**What to produce:** Examine the records and identify each line that includes the string "enabled". Copy those lines.

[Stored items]
■ ■ ■

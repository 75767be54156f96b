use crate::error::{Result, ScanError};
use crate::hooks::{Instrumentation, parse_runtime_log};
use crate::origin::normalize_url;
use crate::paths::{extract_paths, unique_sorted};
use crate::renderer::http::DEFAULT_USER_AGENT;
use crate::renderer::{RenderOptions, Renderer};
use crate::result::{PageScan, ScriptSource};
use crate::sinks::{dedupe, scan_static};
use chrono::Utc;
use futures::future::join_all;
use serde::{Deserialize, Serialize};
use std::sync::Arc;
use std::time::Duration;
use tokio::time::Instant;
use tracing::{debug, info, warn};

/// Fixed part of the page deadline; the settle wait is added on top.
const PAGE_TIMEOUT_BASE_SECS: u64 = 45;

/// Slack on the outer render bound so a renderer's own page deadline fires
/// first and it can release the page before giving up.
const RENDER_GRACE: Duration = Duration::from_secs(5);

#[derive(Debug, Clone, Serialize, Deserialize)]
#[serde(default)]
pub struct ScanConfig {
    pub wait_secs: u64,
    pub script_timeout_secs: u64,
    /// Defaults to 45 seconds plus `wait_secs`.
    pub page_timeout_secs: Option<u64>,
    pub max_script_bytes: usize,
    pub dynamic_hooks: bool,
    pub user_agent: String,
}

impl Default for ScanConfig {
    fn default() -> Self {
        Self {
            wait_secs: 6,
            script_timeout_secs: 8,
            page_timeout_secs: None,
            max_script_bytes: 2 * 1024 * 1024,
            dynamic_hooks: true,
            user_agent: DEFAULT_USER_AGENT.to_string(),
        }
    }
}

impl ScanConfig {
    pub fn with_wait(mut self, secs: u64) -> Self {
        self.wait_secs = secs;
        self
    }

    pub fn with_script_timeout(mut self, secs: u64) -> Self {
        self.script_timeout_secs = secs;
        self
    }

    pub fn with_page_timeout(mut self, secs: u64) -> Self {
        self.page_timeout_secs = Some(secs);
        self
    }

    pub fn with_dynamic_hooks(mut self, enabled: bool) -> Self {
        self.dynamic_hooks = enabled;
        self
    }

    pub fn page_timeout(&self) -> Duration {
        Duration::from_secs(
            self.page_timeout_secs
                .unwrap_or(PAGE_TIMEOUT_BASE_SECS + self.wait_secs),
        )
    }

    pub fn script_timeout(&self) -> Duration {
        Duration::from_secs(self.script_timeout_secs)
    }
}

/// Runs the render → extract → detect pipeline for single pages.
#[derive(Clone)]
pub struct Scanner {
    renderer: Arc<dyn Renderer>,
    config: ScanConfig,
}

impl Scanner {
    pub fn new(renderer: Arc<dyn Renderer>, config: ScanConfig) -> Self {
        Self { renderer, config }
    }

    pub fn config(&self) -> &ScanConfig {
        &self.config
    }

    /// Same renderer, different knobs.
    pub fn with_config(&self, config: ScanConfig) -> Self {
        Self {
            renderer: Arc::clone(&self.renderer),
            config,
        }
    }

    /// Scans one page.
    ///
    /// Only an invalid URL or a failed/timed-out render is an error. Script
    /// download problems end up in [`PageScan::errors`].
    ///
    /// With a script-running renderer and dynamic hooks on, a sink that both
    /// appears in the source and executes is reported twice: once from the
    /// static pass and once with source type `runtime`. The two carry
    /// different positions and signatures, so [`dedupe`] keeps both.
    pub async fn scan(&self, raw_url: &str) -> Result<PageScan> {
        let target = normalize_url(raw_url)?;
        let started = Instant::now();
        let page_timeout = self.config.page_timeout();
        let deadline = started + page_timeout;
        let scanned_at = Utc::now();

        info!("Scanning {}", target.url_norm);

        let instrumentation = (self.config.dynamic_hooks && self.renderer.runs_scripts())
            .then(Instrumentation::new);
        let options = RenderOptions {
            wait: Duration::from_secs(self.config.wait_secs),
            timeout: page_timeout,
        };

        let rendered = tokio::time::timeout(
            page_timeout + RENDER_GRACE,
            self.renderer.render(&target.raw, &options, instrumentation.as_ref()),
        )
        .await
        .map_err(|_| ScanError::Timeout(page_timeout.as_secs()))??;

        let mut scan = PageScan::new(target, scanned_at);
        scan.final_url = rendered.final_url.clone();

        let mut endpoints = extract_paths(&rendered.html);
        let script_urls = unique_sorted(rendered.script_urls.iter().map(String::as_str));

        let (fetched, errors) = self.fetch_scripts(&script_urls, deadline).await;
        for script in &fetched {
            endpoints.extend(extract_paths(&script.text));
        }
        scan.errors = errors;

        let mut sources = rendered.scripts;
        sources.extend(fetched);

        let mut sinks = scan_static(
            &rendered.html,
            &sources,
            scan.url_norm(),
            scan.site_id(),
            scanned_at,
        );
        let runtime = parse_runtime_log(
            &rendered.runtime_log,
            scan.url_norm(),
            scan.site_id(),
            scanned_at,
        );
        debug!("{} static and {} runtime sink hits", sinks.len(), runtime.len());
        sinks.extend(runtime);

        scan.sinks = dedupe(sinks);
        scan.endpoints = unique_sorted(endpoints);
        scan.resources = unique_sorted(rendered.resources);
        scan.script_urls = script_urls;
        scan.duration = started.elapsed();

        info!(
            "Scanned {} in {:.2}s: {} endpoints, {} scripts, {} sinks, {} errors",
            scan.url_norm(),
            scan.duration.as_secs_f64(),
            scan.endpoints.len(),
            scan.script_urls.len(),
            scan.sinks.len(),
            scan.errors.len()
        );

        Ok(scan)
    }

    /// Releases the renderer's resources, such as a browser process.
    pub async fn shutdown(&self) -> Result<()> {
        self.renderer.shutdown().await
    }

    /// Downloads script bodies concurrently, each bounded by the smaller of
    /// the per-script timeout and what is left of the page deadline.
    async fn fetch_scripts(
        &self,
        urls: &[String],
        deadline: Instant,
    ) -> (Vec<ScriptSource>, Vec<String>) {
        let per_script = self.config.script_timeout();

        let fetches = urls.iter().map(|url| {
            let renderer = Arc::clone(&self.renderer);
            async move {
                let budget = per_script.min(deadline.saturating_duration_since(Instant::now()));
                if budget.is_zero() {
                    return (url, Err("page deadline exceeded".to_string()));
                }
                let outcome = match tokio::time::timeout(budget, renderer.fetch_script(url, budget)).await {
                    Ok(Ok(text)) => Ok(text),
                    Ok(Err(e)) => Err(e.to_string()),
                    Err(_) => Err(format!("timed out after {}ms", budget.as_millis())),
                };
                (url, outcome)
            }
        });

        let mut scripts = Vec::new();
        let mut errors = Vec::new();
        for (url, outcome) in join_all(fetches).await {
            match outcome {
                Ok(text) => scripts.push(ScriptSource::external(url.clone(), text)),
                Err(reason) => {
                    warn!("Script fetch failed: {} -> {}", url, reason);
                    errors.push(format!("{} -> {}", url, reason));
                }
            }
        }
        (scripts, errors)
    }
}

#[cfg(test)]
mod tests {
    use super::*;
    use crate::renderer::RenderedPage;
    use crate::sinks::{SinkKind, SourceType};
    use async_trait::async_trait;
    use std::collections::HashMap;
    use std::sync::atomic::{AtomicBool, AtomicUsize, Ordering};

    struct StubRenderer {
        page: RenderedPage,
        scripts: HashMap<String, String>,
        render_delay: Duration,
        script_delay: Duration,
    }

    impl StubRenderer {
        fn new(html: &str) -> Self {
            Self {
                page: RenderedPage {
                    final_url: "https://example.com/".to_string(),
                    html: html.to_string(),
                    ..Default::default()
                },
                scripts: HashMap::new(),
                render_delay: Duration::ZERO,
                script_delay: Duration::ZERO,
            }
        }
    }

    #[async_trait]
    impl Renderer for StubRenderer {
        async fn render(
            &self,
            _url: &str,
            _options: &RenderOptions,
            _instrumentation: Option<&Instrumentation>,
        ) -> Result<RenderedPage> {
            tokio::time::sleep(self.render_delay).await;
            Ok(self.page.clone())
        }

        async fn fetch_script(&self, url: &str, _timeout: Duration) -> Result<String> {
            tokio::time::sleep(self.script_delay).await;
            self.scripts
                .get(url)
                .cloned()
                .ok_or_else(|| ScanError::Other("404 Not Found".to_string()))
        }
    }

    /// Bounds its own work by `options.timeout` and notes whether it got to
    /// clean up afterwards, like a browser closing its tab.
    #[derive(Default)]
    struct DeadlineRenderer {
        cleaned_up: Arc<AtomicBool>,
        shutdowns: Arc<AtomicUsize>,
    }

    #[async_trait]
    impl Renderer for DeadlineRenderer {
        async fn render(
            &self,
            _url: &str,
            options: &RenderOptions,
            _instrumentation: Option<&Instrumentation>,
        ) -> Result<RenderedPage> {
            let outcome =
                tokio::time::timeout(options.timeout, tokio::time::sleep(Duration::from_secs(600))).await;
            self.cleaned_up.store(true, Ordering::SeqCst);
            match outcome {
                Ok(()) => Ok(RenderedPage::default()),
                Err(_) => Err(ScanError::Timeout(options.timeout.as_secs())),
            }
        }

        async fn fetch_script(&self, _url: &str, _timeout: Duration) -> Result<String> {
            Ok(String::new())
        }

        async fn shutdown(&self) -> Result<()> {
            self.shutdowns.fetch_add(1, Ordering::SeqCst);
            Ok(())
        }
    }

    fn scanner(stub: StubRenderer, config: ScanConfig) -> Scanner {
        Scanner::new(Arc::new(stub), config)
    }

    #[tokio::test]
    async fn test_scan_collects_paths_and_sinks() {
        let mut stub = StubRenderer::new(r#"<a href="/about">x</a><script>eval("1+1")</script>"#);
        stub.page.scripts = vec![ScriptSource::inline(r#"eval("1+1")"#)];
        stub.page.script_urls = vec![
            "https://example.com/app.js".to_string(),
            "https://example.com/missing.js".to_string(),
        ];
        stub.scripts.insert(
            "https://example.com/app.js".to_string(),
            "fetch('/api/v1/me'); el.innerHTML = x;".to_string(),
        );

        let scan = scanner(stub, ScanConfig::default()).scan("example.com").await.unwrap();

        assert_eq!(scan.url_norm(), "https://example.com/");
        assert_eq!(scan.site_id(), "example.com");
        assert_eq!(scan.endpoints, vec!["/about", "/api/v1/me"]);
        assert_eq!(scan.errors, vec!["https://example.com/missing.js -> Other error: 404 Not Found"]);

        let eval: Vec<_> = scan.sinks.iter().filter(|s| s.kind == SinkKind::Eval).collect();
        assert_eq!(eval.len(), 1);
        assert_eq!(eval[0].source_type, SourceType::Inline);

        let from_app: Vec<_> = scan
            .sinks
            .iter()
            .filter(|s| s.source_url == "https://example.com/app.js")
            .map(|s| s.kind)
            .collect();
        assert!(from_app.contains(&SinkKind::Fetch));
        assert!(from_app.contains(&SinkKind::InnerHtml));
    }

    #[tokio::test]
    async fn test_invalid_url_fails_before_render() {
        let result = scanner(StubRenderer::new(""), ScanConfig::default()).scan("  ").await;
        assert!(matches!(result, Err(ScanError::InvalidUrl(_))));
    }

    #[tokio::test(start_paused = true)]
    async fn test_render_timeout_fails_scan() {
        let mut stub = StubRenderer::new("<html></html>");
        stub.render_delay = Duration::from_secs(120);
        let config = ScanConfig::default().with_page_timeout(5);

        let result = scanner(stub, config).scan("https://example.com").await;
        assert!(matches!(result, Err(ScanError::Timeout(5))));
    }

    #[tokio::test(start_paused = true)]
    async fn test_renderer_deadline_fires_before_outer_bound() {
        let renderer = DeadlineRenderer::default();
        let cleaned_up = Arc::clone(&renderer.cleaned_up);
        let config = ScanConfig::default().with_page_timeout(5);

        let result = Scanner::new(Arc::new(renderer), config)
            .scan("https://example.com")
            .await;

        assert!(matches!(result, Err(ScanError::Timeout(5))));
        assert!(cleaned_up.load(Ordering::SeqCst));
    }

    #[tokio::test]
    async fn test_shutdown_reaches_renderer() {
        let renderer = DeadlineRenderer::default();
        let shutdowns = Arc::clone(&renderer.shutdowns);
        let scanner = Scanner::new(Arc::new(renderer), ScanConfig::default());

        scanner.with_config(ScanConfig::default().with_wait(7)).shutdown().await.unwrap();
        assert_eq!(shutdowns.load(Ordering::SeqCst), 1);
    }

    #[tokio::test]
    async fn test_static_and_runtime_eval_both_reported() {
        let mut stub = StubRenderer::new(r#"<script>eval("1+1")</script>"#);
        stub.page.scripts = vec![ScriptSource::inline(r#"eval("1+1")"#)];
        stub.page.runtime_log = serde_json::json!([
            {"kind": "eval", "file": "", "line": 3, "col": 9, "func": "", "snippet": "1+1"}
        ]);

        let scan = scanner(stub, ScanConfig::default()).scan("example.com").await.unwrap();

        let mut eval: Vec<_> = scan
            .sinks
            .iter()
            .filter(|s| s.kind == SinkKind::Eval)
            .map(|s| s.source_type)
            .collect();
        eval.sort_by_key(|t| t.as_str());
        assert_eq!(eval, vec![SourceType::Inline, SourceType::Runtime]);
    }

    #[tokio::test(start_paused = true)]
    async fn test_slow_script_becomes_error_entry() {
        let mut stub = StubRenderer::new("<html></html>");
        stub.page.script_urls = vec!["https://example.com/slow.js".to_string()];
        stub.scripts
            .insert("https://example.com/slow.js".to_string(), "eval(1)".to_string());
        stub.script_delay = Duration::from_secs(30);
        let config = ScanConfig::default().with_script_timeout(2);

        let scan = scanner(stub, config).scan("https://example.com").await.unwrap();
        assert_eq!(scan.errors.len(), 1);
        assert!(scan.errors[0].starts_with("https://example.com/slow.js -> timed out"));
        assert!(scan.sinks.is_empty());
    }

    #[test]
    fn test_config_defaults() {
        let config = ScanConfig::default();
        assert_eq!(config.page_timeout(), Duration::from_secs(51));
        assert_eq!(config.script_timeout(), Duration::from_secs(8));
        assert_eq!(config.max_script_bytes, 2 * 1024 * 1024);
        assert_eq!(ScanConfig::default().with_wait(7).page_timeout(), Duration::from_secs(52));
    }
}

■ ■ ■

**Written reply:**
    pub fn with_dynamic_hooks(mut self, enabled: bool) -> Self {
        self.dynamic_hooks = enabled;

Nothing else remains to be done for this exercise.